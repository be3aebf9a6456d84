//! Type-keyed listener registry.
//!
//! The [`EventManager`] maps each event kind to the ordered list of
//! listeners subscribed to it. Triggering a kind calls every listener in
//! subscription order with its own clone of the payload.
//!
//! # Rules
//!
//! - A kind has an entry iff it has at least one listener. The entry is
//!   dropped when its last listener is unsubscribed.
//! - Subscribing the same handle twice registers it twice; unsubscribing
//!   removes the first matching handle only.
//! - Unsubscribing or clearing something that is not registered is a no-op.
//! - A null (`None`) listener is never registered.
//! - A panicking listener is reported and skipped; the others still run and
//!   the panic never reaches the caller of [`EventManager::trigger_event`].
//!
//! # Example
//!
//! ```
//! use eventmanager::events::listener::Listener;
//! use eventmanager::resources::eventmanager::EventManager;
//! use std::sync::Arc;
//! use std::sync::atomic::{AtomicI32, Ordering};
//!
//! #[derive(Debug, Clone, Copy)]
//! struct ScoreChanged {
//!     points: i32,
//! }
//!
//! let score = Arc::new(AtomicI32::new(0));
//! let seen = score.clone();
//! let listener = Listener::new(move |e: ScoreChanged| {
//!     seen.store(e.points, Ordering::SeqCst);
//! });
//!
//! let events = EventManager::new();
//! events.subscribe(listener.clone());
//! events.trigger_event(ScoreChanged { points: 10 });
//! assert_eq!(score.load(Ordering::SeqCst), 10);
//!
//! events.unsubscribe(&listener);
//! events.trigger_event(ScoreChanged { points: 20 });
//! assert_eq!(score.load(Ordering::SeqCst), 10);
//! ```

use crate::events::event::Event;
use crate::events::kind::EventKind;
use crate::events::listener::Listener;
use crate::resources::diagnostics::{ChannelSink, Diagnostic, DiagnosticSink, LogSink, NoopSink};
use crate::resources::eventconfig::{EventManagerConfig, SinkKind};
#[cfg(feature = "bevy")]
use bevy_ecs::prelude::Resource;
use crossbeam_channel::Receiver;
use log::{debug, error, trace};
use parking_lot::RwLock;
use rustc_hash::FxHashMap;
use smallvec::SmallVec;
use std::any::{Any, TypeId};
use std::fmt;
use std::panic::{self, AssertUnwindSafe};

/// Ordered listeners of one kind. Most kinds have only a few.
type ListenerList<T> = SmallVec<[Listener<T>; 4]>;

/// Object-safe view of a `ListenerList<T>` for some `T`.
trait ErasedListeners: Send + Sync {
    fn len(&self) -> usize;
    fn as_any(&self) -> &dyn Any;
    fn as_any_mut(&mut self) -> &mut dyn Any;
}

impl<T: Event> ErasedListeners for ListenerList<T> {
    fn len(&self) -> usize {
        SmallVec::len(self)
    }

    fn as_any(&self) -> &dyn Any {
        self
    }

    fn as_any_mut(&mut self) -> &mut dyn Any {
        self
    }
}

/// Registry entry for one kind.
///
/// `listeners` always holds a `ListenerList<T>` for the `T` that `kind`
/// was built from; entries are only created by the typed methods below.
struct Entry {
    kind: EventKind,
    listeners: Box<dyn ErasedListeners>,
}

impl Entry {
    fn new<T: Event>(listener: Listener<T>) -> Self {
        let mut list: ListenerList<T> = SmallVec::new();
        list.push(listener);
        Self {
            kind: EventKind::of::<T>(),
            listeners: Box::new(list),
        }
    }

    fn typed<T: Event>(&self) -> Option<&ListenerList<T>> {
        self.listeners.as_any().downcast_ref::<ListenerList<T>>()
    }

    fn typed_mut<T: Event>(&mut self) -> Option<&mut ListenerList<T>> {
        self.listeners.as_any_mut().downcast_mut::<ListenerList<T>>()
    }
}

fn panic_message(any: &(dyn Any + Send)) -> String {
    if let Some(msg) = any.downcast_ref::<&'static str>() {
        (*msg).to_string()
    } else if let Some(msg) = any.downcast_ref::<String>() {
        msg.clone()
    } else {
        "unknown panic".to_string()
    }
}

/// Central event registry.
///
/// Listeners are keyed by the payload type. Every operation takes `&self`:
/// the kind map sits behind a `RwLock` that is never held while a listener
/// or the diagnostics sink runs. A listener holding an `Arc<EventManager>`
/// (or a `Weak`) can therefore subscribe, unsubscribe or trigger from inside
/// its own callback.
///
/// [`trigger_event`](Self::trigger_event) calls the listeners that were
/// subscribed when it started. Listeners added during the dispatch wait for
/// the next trigger; listeners removed during the dispatch still run once.
///
/// With the `bevy` feature the manager is an ECS [`Resource`]: insert it
/// into the `World` and trigger from systems through `Res<EventManager>`.
#[cfg_attr(feature = "bevy", derive(Resource))]
pub struct EventManager {
    entries: RwLock<FxHashMap<TypeId, Entry>>,
    sink: Box<dyn DiagnosticSink>,
    diagnostics: bool,
}

impl Default for EventManager {
    fn default() -> Self {
        Self::new()
    }
}

impl fmt::Debug for EventManager {
    fn fmt(&self, f: &mut fmt::Formatter<'_>) -> fmt::Result {
        f.debug_struct("EventManager")
            .field(
                "entries",
                &self
                    .entries
                    .read()
                    .values()
                    .map(|e| (e.kind.name(), e.listeners.len()))
                    .collect::<Vec<_>>(),
            )
            .field("diagnostics", &self.diagnostics)
            .finish_non_exhaustive()
    }
}

impl EventManager {
    /// Create an empty registry reporting through [`LogSink`].
    ///
    /// Diagnostics are enabled in debug builds only.
    pub fn new() -> Self {
        Self::with_sink(LogSink)
    }

    /// Create an empty registry reporting to `sink`.
    pub fn with_sink(sink: impl DiagnosticSink + 'static) -> Self {
        Self {
            entries: RwLock::new(FxHashMap::default()),
            sink: Box::new(sink),
            diagnostics: cfg!(debug_assertions),
        }
    }

    /// Create an empty registry from a configuration.
    ///
    /// Returns the receiving end of the report channel when the configured
    /// sink is [`SinkKind::Channel`].
    pub fn from_config(config: &EventManagerConfig) -> (Self, Option<Receiver<Diagnostic>>) {
        let (manager, rx) = match config.sink {
            SinkKind::Log => (Self::with_sink(LogSink), None),
            SinkKind::None => (Self::with_sink(NoopSink), None),
            SinkKind::Channel => {
                let (sink, rx) = ChannelSink::new();
                (Self::with_sink(sink), Some(rx))
            }
        };
        (manager.with_diagnostics(config.diagnostics), rx)
    }

    /// Builder method to turn diagnostics on or off.
    pub fn with_diagnostics(mut self, enabled: bool) -> Self {
        self.diagnostics = enabled;
        self
    }

    /// Turn diagnostics on or off.
    pub fn set_diagnostics(&mut self, enabled: bool) {
        self.diagnostics = enabled;
    }

    /// Whether null subscriptions and listener panics are reported.
    pub fn diagnostics_enabled(&self) -> bool {
        self.diagnostics
    }

    /// Hand `diagnostic` to the sink. A panicking sink is contained and the
    /// report falls back to the log.
    fn report(&self, diagnostic: Diagnostic) {
        if !self.diagnostics {
            return;
        }
        let fallback = diagnostic.clone();
        let result = panic::catch_unwind(AssertUnwindSafe(|| self.sink.report(diagnostic)));
        if let Err(panic_err) = result {
            error!(
                "Diagnostics sink panicked ({}); dropped report: {}",
                panic_message(&*panic_err),
                fallback
            );
        }
    }

    /// Subscribe a listener to the event kind `T`.
    ///
    /// The listener is appended after any listeners already subscribed to
    /// `T`. Passing `None` registers nothing and reports a
    /// [`Diagnostic::NullListener`].
    pub fn subscribe<T: Event>(&self, listener: impl Into<Option<Listener<T>>>) {
        let kind = EventKind::of::<T>();
        let Some(listener) = listener.into() else {
            self.report(Diagnostic::NullListener { kind });
            return;
        };

        let mut entries = self.entries.write();
        match entries.get_mut(&kind.type_id()) {
            Some(entry) => {
                if let Some(list) = entry.typed_mut::<T>() {
                    list.push(listener);
                }
            }
            None => {
                entries.insert(kind.type_id(), Entry::new(listener));
            }
        }
        debug!("Subscribed listener to {}", kind);
    }

    /// Wrap `callback` in a [`Listener`], subscribe it to `T` and return the
    /// handle so it can be unsubscribed later.
    pub fn listen<T, F>(&self, callback: F) -> Listener<T>
    where
        T: Event,
        F: Fn(T) + Send + Sync + 'static,
    {
        let listener = Listener::new(callback);
        self.subscribe(listener.clone());
        listener
    }

    /// Unsubscribe the first occurrence of `listener` from `T`.
    ///
    /// Removes the kind's entry when no listeners remain. Unknown kinds and
    /// listeners are ignored.
    pub fn unsubscribe<T: Event>(&self, listener: &Listener<T>) {
        let key = TypeId::of::<T>();
        let mut entries = self.entries.write();
        let Some(entry) = entries.get_mut(&key) else {
            return;
        };
        let kind = entry.kind;
        let Some(list) = entry.typed_mut::<T>() else {
            return;
        };

        if let Some(pos) = list.iter().position(|l| l.ptr_eq(listener)) {
            list.remove(pos);
            debug!("Unsubscribed listener from {}", kind);
        }
        if list.is_empty() {
            entries.remove(&key);
        }
    }

    /// Trigger the event kind `T`, calling every subscribed listener in
    /// subscription order with a clone of `event`.
    ///
    /// The listener list is copied before the first call, so changes made
    /// by the listeners themselves apply from the next trigger on. A
    /// listener that panics is reported as [`Diagnostic::ListenerPanicked`]
    /// and the remaining listeners still run. Nothing happens if `T` has no
    /// listeners.
    pub fn trigger_event<T: Event>(&self, event: T) {
        let (kind, snapshot) = {
            let entries = self.entries.read();
            let Some(entry) = entries.get(&TypeId::of::<T>()) else {
                return;
            };
            let Some(list) = entry.typed::<T>() else {
                return;
            };
            (entry.kind, list.clone())
        };

        trace!("Triggering {} for {} listener(s)", kind, snapshot.len());
        for listener in snapshot.iter() {
            let payload = event.clone();
            let result = panic::catch_unwind(AssertUnwindSafe(|| listener.call(payload)));
            if let Err(panic_err) = result {
                self.report(Diagnostic::ListenerPanicked {
                    kind,
                    message: panic_message(&*panic_err),
                });
            }
        }
    }

    /// Remove every listener of every kind.
    pub fn clear_all_events(&self) {
        self.entries.write().clear();
        debug!("Cleared all events");
    }

    /// Remove every listener of the kind `T`.
    pub fn clear_event<T: Event>(&self) {
        if self.entries.write().remove(&TypeId::of::<T>()).is_some() {
            debug!("Cleared event {}", EventKind::of::<T>());
        }
    }

    /// Returns `true` if `T` has at least one listener.
    pub fn has_listeners<T: Event>(&self) -> bool {
        self.entries.read().contains_key(&TypeId::of::<T>())
    }

    /// Number of listeners subscribed to `T`, counting duplicates.
    pub fn listener_count<T: Event>(&self) -> usize {
        self.entries
            .read()
            .get(&TypeId::of::<T>())
            .map_or(0, |e| e.listeners.len())
    }

    /// Number of kinds with at least one listener.
    pub fn kind_count(&self) -> usize {
        self.entries.read().len()
    }

    /// Returns `true` if no kind has listeners.
    pub fn is_empty(&self) -> bool {
        self.entries.read().is_empty()
    }

    /// The kinds that currently have listeners, in no particular order.
    pub fn kinds(&self) -> Vec<EventKind> {
        self.entries.read().values().map(|e| e.kind).collect()
    }
}
//! Reporting hook for registry anomalies.
//!
//! The [`EventManager`](crate::resources::eventmanager::EventManager) never
//! fails its caller. The two conditions worth telling someone about are sent
//! to a [`DiagnosticSink`] instead:
//!
//! - a null listener was passed to `subscribe`
//! - a listener panicked while an event was being triggered
//!
//! The default sink writes through the `log` facade. [`ChannelSink`] hands
//! reports to another thread over a `crossbeam_channel`, in the same way the
//! engine's audio thread talks back to the main loop.

use crate::events::kind::EventKind;
use crossbeam_channel::{Receiver, Sender, unbounded};
use std::fmt;

/// A condition reported by the registry.
#[derive(Debug, Clone, PartialEq, Eq)]
pub enum Diagnostic {
    /// `subscribe` was called without a listener. Nothing was registered.
    NullListener { kind: EventKind },
    /// A listener panicked. The remaining listeners still ran.
    ListenerPanicked { kind: EventKind, message: String },
}

impl Diagnostic {
    /// The event kind the report is about.
    pub fn kind(&self) -> EventKind {
        match self {
            Diagnostic::NullListener { kind } => *kind,
            Diagnostic::ListenerPanicked { kind, .. } => *kind,
        }
    }
}

impl fmt::Display for Diagnostic {
    fn fmt(&self, f: &mut fmt::Formatter<'_>) -> fmt::Result {
        match self {
            Diagnostic::NullListener { kind } => {
                write!(f, "Subscription attempt to {kind} event had null listener.")
            }
            Diagnostic::ListenerPanicked { kind, message } => {
                write!(
                    f,
                    "Panic caught when triggering {kind} event listener: {message}"
                )
            }
        }
    }
}

/// Destination for [`Diagnostic`] reports.
///
/// Any `Fn(Diagnostic) + Send + Sync` closure is a sink.
pub trait DiagnosticSink: Send + Sync {
    fn report(&self, diagnostic: Diagnostic);
}

impl<F> DiagnosticSink for F
where
    F: Fn(Diagnostic) + Send + Sync,
{
    fn report(&self, diagnostic: Diagnostic) {
        self(diagnostic)
    }
}

/// Writes every report as an error through the `log` facade.
#[derive(Debug, Clone, Copy, Default)]
pub struct LogSink;

impl DiagnosticSink for LogSink {
    fn report(&self, diagnostic: Diagnostic) {
        log::error!("{}", diagnostic);
    }
}

/// Discards every report.
#[derive(Debug, Clone, Copy, Default)]
pub struct NoopSink;

impl DiagnosticSink for NoopSink {
    fn report(&self, _diagnostic: Diagnostic) {}
}

/// Forwards reports over a channel.
///
/// Create one with [`ChannelSink::new`] and keep the returned receiver on
/// whatever thread displays or records the reports. If the receiver was
/// dropped, reports are silently discarded.
#[derive(Debug, Clone)]
pub struct ChannelSink {
    tx: Sender<Diagnostic>,
}

impl ChannelSink {
    /// Create a sink and the receiving end of its unbounded channel.
    pub fn new() -> (Self, Receiver<Diagnostic>) {
        let (tx, rx) = unbounded::<Diagnostic>();
        (Self { tx }, rx)
    }

    /// Wrap an existing sender.
    pub fn from_sender(tx: Sender<Diagnostic>) -> Self {
        Self { tx }
    }
}

impl DiagnosticSink for ChannelSink {
    fn report(&self, diagnostic: Diagnostic) {
        let _ = self.tx.send(diagnostic);
    }
}

#[cfg(test)]
mod tests {
    use super::*;
    use std::sync::{Arc, Mutex};

    #[derive(Clone)]
    struct Explosion;

    #[test]
    fn display_null_listener() {
        let d = Diagnostic::NullListener {
            kind: EventKind::of::<Explosion>(),
        };
        let text = d.to_string();
        assert!(text.starts_with("Subscription attempt to "));
        assert!(text.contains("Explosion"));
        assert!(text.ends_with(" event had null listener."));
    }

    #[test]
    fn display_listener_panicked() {
        let d = Diagnostic::ListenerPanicked {
            kind: EventKind::of::<Explosion>(),
            message: "boom".into(),
        };
        let text = d.to_string();
        assert!(text.starts_with("Panic caught when triggering "));
        assert!(text.ends_with("Explosion event listener: boom"));
        assert_eq!(d.kind(), EventKind::of::<Explosion>());
    }

    #[test]
    fn channel_sink_delivers_in_order() {
        let (sink, rx) = ChannelSink::new();
        let kind = EventKind::of::<Explosion>();
        sink.report(Diagnostic::NullListener { kind });
        sink.report(Diagnostic::ListenerPanicked {
            kind,
            message: "x".into(),
        });

        let got: Vec<Diagnostic> = rx.try_iter().collect();
        assert_eq!(got.len(), 2);
        assert!(matches!(got[0], Diagnostic::NullListener { .. }));
        assert!(matches!(got[1], Diagnostic::ListenerPanicked { .. }));
    }

    #[test]
    fn channel_sink_from_existing_sender() {
        let (tx, rx) = unbounded::<Diagnostic>();
        let sink = ChannelSink::from_sender(tx.clone());
        let kind = EventKind::of::<Explosion>();

        tx.send(Diagnostic::NullListener { kind }).unwrap();
        sink.report(Diagnostic::ListenerPanicked {
            kind,
            message: "late".into(),
        });

        let got: Vec<Diagnostic> = rx.try_iter().collect();
        assert_eq!(got.len(), 2);
        assert_eq!(
            got[1],
            Diagnostic::ListenerPanicked {
                kind,
                message: "late".into()
            }
        );
    }

    #[test]
    fn channel_sink_survives_dropped_receiver() {
        let (sink, rx) = ChannelSink::new();
        drop(rx);
        sink.report(Diagnostic::NullListener {
            kind: EventKind::of::<Explosion>(),
        });
    }

    #[test]
    fn closure_is_a_sink() {
        let seen = Arc::new(Mutex::new(Vec::new()));
        let store = seen.clone();
        let sink = move |d: Diagnostic| store.lock().unwrap().push(d);
        sink.report(Diagnostic::NullListener {
            kind: EventKind::of::<Explosion>(),
        });
        assert_eq!(seen.lock().unwrap().len(), 1);
    }
}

::::

Task objective :: Restate word for word the lines of the data above, starting at the line containing "if let Some(pos)" and ending at the line containing "pub fn trigger_event<T: Event>(&self, event: T)", both included, and nothing more.

Response to this exercise ::
        if let Some(pos) = list.iter().position(|l| l.ptr_eq(listener)) {
            list.remove(pos);
            debug!("Unsubscribed listener from {}", kind);
        }
        if list.is_empty() {
            entries.remove(&key);
        }
    }

    /// Trigger the event kind `T`, calling every subscribed listener in
    /// subscription order with a clone of `event`.
    ///
    /// The listener list is copied before the first call, so changes made
    /// by the listeners themselves apply from the next trigger on. A
    /// listener that panics is reported as [`Diagnostic::ListenerPanicked`]
    /// and the remaining listeners still run. Nothing happens if `T` has no
    /// listeners.
    pub fn trigger_event<T: Event>(&self, event: T) {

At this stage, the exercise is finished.